## EXERCISE REQUIREMENTS
Once you find a line containing the word "ConstraintViolation" in the entries below, copy it.

[Collected data entries]

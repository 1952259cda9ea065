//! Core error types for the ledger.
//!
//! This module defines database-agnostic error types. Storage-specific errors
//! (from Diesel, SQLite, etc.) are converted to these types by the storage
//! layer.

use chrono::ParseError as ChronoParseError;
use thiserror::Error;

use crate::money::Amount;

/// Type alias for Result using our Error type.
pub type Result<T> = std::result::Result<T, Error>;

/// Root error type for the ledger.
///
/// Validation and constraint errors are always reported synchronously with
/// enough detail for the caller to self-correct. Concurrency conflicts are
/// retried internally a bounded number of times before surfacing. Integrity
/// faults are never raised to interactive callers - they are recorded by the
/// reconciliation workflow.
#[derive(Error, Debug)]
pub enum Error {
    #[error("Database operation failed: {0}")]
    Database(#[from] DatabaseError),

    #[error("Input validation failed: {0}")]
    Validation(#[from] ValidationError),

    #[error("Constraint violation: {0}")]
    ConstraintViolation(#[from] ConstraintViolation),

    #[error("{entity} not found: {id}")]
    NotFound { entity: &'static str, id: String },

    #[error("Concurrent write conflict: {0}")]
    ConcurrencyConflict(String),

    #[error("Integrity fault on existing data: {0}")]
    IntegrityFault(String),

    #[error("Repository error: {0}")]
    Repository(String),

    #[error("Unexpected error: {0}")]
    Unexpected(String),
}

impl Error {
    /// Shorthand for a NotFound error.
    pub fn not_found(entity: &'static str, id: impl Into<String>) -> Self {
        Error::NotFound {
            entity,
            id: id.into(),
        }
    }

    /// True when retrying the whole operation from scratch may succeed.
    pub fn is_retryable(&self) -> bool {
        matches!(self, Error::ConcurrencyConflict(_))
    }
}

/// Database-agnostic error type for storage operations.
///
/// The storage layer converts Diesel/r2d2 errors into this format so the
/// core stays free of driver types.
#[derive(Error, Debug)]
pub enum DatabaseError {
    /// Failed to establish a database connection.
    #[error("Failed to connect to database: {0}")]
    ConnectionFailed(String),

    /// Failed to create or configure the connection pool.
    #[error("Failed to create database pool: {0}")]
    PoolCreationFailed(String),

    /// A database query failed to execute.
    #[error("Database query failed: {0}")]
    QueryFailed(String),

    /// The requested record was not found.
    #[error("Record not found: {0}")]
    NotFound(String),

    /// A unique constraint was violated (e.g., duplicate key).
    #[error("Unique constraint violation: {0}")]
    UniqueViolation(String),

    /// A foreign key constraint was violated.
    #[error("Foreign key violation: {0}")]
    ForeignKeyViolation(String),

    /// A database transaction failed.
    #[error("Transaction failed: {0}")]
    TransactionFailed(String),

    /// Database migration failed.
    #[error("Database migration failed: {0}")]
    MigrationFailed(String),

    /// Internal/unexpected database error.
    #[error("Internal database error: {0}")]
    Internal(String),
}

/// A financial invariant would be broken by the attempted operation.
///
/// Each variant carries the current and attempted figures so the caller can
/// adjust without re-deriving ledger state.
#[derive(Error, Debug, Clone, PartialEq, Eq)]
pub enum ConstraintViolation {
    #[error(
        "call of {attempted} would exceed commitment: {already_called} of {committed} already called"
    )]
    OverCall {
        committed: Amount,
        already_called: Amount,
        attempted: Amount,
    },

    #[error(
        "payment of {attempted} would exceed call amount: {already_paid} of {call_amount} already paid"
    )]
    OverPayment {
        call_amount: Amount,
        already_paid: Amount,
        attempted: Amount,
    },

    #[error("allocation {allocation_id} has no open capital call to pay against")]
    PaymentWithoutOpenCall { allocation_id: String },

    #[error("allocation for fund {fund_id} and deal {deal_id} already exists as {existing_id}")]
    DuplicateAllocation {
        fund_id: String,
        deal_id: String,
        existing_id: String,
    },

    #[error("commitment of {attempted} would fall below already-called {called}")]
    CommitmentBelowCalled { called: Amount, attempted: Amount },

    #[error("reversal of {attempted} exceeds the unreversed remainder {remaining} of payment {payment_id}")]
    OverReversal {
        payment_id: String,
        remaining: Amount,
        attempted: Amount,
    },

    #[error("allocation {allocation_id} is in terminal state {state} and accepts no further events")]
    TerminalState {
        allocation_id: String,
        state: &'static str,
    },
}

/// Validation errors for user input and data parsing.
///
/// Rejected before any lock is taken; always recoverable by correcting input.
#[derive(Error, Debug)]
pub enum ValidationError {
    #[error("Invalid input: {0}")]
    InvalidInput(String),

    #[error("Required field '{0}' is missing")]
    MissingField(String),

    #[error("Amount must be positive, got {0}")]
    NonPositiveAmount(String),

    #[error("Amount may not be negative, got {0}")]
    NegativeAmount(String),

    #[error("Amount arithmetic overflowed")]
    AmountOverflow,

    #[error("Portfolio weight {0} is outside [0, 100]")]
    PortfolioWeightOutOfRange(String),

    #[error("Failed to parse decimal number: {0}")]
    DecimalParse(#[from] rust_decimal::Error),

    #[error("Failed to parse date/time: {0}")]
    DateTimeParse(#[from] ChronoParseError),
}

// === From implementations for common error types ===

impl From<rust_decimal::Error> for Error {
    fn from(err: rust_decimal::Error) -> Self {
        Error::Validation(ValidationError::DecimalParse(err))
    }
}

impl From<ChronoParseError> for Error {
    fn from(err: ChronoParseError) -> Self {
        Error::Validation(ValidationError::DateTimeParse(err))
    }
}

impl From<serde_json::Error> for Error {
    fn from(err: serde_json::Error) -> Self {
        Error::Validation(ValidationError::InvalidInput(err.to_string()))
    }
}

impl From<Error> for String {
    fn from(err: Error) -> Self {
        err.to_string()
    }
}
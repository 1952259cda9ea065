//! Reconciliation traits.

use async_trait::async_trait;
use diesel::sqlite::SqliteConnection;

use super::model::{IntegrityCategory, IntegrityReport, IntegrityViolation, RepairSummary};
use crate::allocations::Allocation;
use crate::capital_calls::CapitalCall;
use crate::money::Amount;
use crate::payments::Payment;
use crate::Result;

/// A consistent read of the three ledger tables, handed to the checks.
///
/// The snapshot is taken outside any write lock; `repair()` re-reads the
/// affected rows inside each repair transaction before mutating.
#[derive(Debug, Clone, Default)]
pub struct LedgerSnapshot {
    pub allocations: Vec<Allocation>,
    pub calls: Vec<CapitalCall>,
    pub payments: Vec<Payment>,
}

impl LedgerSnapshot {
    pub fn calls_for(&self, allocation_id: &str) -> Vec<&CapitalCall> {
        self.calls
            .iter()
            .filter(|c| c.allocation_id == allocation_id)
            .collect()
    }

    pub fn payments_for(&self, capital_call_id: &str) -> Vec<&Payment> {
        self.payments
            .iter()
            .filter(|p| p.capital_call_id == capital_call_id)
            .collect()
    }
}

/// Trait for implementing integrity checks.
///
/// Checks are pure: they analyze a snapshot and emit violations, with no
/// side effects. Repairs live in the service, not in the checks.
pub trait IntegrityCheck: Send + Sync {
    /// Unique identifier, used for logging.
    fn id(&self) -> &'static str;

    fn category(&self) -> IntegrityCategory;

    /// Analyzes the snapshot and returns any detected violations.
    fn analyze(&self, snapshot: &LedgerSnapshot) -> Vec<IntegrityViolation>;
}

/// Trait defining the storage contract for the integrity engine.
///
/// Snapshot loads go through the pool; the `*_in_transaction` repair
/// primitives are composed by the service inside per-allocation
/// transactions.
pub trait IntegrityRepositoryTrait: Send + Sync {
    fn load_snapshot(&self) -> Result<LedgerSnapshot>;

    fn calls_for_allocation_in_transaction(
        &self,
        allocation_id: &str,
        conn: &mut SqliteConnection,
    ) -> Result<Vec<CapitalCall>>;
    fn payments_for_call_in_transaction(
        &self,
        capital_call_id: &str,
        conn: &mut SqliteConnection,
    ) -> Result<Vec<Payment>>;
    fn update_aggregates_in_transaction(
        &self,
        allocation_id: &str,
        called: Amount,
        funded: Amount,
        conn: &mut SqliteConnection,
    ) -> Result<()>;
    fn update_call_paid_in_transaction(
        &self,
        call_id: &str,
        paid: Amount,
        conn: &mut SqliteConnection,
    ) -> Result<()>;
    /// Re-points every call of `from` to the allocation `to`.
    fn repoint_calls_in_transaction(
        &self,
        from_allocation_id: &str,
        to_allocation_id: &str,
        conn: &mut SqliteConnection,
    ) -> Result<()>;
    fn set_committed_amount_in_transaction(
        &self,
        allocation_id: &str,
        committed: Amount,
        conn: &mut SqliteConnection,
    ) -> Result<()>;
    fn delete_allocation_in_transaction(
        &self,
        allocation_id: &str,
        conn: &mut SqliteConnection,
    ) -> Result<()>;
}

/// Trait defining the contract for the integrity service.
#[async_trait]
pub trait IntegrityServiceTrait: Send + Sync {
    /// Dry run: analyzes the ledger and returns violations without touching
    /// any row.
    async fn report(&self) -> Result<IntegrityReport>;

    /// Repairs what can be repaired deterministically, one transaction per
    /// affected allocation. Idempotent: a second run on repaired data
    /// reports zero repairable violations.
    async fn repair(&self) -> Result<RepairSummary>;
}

## SOLUTION FOR THIS EXERCISE
    ConstraintViolation(#[from] ConstraintViolation),
pub enum ConstraintViolation {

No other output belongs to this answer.